Unbabel Inc.
- Type: Private
- Industry: Translation, Language Localisation, Artificial Intelligence
- Founded: 2013; 13 years ago
- Founders: Vasco Calais Pedro; João Graça; Sofia Pessanha; Bruno Silva; Hugo Silva;
- Headquarters: Lisbon, Portugal and San Francisco, California, U.S.,
- Key people: Vasco Pedro (CEO); João Graça (CTO); James Palmer (CFO); Alex Cobb (CPO);
- Number of employees: 349 (December 2022)
- Website: unbabel.com

= Unbabel =

Artificial intelligence-powered human translation platform

Unbabel was an artificial intelligence-powered human translation platform. The company had headquarters in Lisbon, Portugal, and San Francisco, California. It had been owned by American translation and language services company TransPerfect since August 2025.

Unbabel combined Neural Machine Translation with machine learning and a crowdsourced model to differentiate itself from other translation service providers. The name Unbabel is derived from the biblical story of Babel.

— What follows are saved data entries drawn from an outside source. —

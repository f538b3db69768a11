use std::collections::{BTreeMap, BTreeSet};

use shapediff::Introspect;
use shapediff_diff::{
    DiffOptions, IndentationStyle, IntrospectDiff, Labels, diff_tree, diff_with, render,
};
use shapediff_testhelpers::test;

#[derive(Introspect)]
struct Quota {
    used: u32,
    limit: u32,
}

#[test]
fn tab_indentation() {
    let options = DiffOptions::new().indentation(IndentationStyle::Tab);
    assert_eq!(
        diff_with(
            &Quota { used: 1, limit: 5 },
            &Quota { used: 2, limit: 5 },
            &options
        ),
        ["used:\n\tExpected: 1\n\tReceived: 2\n"]
    );
}

#[test]
fn state_comparison_labels_for_maps() {
    let before: BTreeMap<&str, u8> = [("cpu", 2), ("disk", 10)].into_iter().collect();
    let after: BTreeMap<&str, u8> = [("cpu", 4), ("gpu", 1)].into_iter().collect();
    let options = DiffOptions::new().labels(Labels::state_comparison());
    assert_eq!(
        before.diff_with(&after, &options),
        [
            "Key cpu:\n|\tPrevious: 2\n|\tCurrent: 4\n",
            "Removed key pairs:\n|\tdisk: 10\n",
            "Added key pairs:\n|\tgpu: 1\n",
        ]
    );
}

#[test]
fn state_comparison_labels_for_sets() {
    let before: BTreeSet<u8> = [1, 2, 3].into_iter().collect();
    let after: BTreeSet<u8> = [1, 2, 4].into_iter().collect();
    let options = DiffOptions::new().labels(Labels::state_comparison());
    assert_eq!(
        diff_with(&before, &after, &options),
        ["Added: 4\nRemoved: 3\n"]
    );
}

#[test]
fn custom_labels_apply_to_count_blocks() {
    let options = DiffOptions::new()
        .labels(Labels::new("Want", "Got", "Lacking", "Surplus"))
        .skip_value_on_count_mismatch(true);
    assert_eq!(
        diff_with(&vec!['a'], &vec!['a', 'b'], &options),
        ["Different count:\n|\tGot: (2)\n|\tWant: (1)\n"]
    );
}

#[test]
fn rendering_a_tree_matches_diff_with() {
    let options = DiffOptions::new().indentation(IndentationStyle::Tab);
    let expected = vec![Quota { used: 0, limit: 1 }, Quota { used: 3, limit: 4 }];
    let received = vec![Quota { used: 0, limit: 2 }, Quota { used: 3, limit: 5 }];

    let tree = diff_tree(&expected, &received, &options);
    assert_eq!(tree.len(), 2);
    assert!(tree.iter().all(|line| line.can_be_ordered() && line.has_children()));
    assert_eq!(render(&tree, &options), diff_with(&expected, &received, &options));
}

The company was focused on the translation of customer service communications.

Unbabel was declared bankrupted by Tribunal Judicial da Comarca de Lisboa in March, 10th, 2026.

==History==
Unbabel was founded in August 2013 by Vasco Pedro, João Graça, Sofia Pessanha, Bruno Silva, and Hugo Silva and was incubated by Y Combinator in late 2014. The company was officially launched in March 2014.

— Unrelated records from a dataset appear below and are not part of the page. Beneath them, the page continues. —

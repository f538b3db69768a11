use std::sync::Arc;

use crate::{Introspect, Shape};

impl<T: Introspect + ?Sized> Introspect for Arc<T> {
    fn shape(&self) -> Shape<'_> {
        (**self).shape()
    }
}
//! Integration tests for shapediff-diff.

mod collections;
mod maps;
mod optionals;
mod options;
mod records;
mod snapshots;
mod unions;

In May 2014, Unbabel raised a $1.5 million Seed round to support the growth and development of its translation platform, receiving investment from prominent venture capital firms and business angels including Google Ventures, Matrix Partners, Caixa Capital, Faber Ventures, IDG Ventures, Digital Garage, Shilling Capital Partners, Wefunder, FundersClub, Elad Gil and Raymond Tonsing.

In early 2015, Unbabel was recognized as one of Y Combinator's fastest growing Seed stage companies. In late 2016, Unbabel raised $5 million from lead investors Notion Capital and Caixa Capital.

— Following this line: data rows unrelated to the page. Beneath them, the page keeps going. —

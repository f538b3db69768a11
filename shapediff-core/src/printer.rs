//! Canonical string rendering of introspectable values.
//!
//! The canonical form doubles as the equality fallback of the diff engine, so it has to
//! be deterministic: map entries and set elements are written in ascending order of
//! their own canonical rendering, never in iteration order.

use core::fmt;

use crate::{Field, Introspect, Shape};

/// Displays a value in canonical form.
///
/// Strings are quoted, containers are written in a `Debug`-like syntax.
#[derive(Clone, Copy)]
pub struct Canonical<'a>(pub &'a dyn Introspect);

impl fmt::Display for Canonical<'_> {
    fn fmt(&self, f: &mut fmt::Formatter<'_>) -> fmt::Result {
        write_value(f, self.0, Form::Canonical)
    }
}

/// Displays a value the way it reads on its own line of a report.
///
/// Identical to [`Canonical`], except that a top-level string or character is written
/// without quotes. Nested values keep their canonical form.
#[derive(Clone, Copy)]
pub struct Plain<'a>(pub &'a dyn Introspect);

impl fmt::Display for Plain<'_> {
    fn fmt(&self, f: &mut fmt::Formatter<'_>) -> fmt::Result {
        write_value(f, self.0, Form::Plain)
    }
}

/// Renders a value in canonical form.
pub fn canonical(value: &dyn Introspect) -> String {
    Canonical(value).to_string()
}

/// Renders a value in plain form, see [`Plain`].
pub fn describe(value: &dyn Introspect) -> String {
    Plain(value).to_string()
}

#[derive(Clone, Copy, PartialEq, Eq)]
enum Form {
    Canonical,
    Plain,
}

fn write_value(f: &mut dyn fmt::Write, value: &dyn Introspect, form: Form) -> fmt::Result {
    match value.shape() {
        Shape::Primitive(scalar) => match form {
            Form::Canonical => scalar.write_canonical(f),
            Form::Plain => scalar.write_plain(f),
        },
        Shape::Record(record) => write_fields(f, record.type_name, &record.fields),
        Shape::Union(union) => write_fields(f, Some(union.case), &union.payload),
        Shape::Optional(Some(wrapped)) => {
            f.write_str("Some(")?;
            write_value(f, wrapped, Form::Canonical)?;
            f.write_char(')')
        }
        Shape::Optional(None) => f.write_str("None"),
        Shape::Sequence(elements) => {
            f.write_char('[')?;
            for (index, element) in elements.iter().enumerate() {
                if index > 0 {
                    f.write_str(", ")?;
                }
                write_value(f, *element, Form::Canonical)?;
            }
            f.write_char(']')
        }
        Shape::Set(elements) => {
            let mut rendered: Vec<String> = elements.iter().map(|e| canonical(*e)).collect();
            rendered.sort();
            write_braced(f, &rendered)
        }
        Shape::Map(entries) => {
            let mut rendered: Vec<(String, String)> = entries
                .iter()
                .map(|(key, value)| (canonical(*key), canonical(*value)))
                .collect();
            rendered.sort();
            let rendered: Vec<String> = rendered
                .into_iter()
                .map(|(key, value)| format!("{key}: {value}"))
                .collect();
            write_braced(f, &rendered)
        }
    }
}

fn write_braced(f: &mut dyn fmt::Write, items: &[String]) -> fmt::Result {
    f.write_char('{')?;
    f.write_str(&items.join(", "))?;
    f.write_char('}')
}

fn write_fields(
    f: &mut dyn fmt::Write,
    type_name: Option<&'static str>,
    fields: &[Field<'_>],
) -> fmt::Result {
    if let Some(name) = type_name {
        f.write_str(name)?;
        if fields.is_empty() {
            return Ok(());
        }
    }

    let named = fields.iter().any(|field| field.name.is_some());
    if named {
        if type_name.is_some() {
            f.write_char(' ')?;
        }
        f.write_str("{ ")?;
        for (index, field) in fields.iter().enumerate() {
            if index > 0 {
                f.write_str(", ")?;
            }
            write!(f, "{}: ", field.label(index))?;
            write_value(f, field.value, Form::Canonical)?;
        }
        f.write_str(" }")
    } else {
        f.write_char('(')?;
        for (index, field) in fields.iter().enumerate() {
            if index > 0 {
                f.write_str(", ")?;
            }
            write_value(f, field.value, Form::Canonical)?;
        }
        // a one-element tuple keeps its trailing comma, like `Debug` does
        if type_name.is_none() && fields.len() == 1 {
            f.write_char(',')?;
        }
        f.write_char(')')
    }
}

In early 2018, Unbabel raised $23 million in Series B funding, led by Scale Venture Partners and Notion Capital, bringing its total venture capital funding to $31.2 million. The company is privately held.

On September 24 2019, Unbabel raised $60 million in Series C funding to further refine its AI+human translation platform. The latest funding round was led by Point72 Ventures with participation from e.ventures, Greycroft, Indico Capital Partners and existing investors, bringing its total funding to $91 million.

After its turnover fell by nearly 50 percent in the space of a year, Unbabel was sold to American translation and language services company TransPerfect in August 2025 for a "relatively low value", resulting in a "total loss" for many investors.

==In the United States==
In August 2019 Unbabel opened a research lab in Pittsburgh, PA. The lab is led by U.S. researcher Alon Lavie.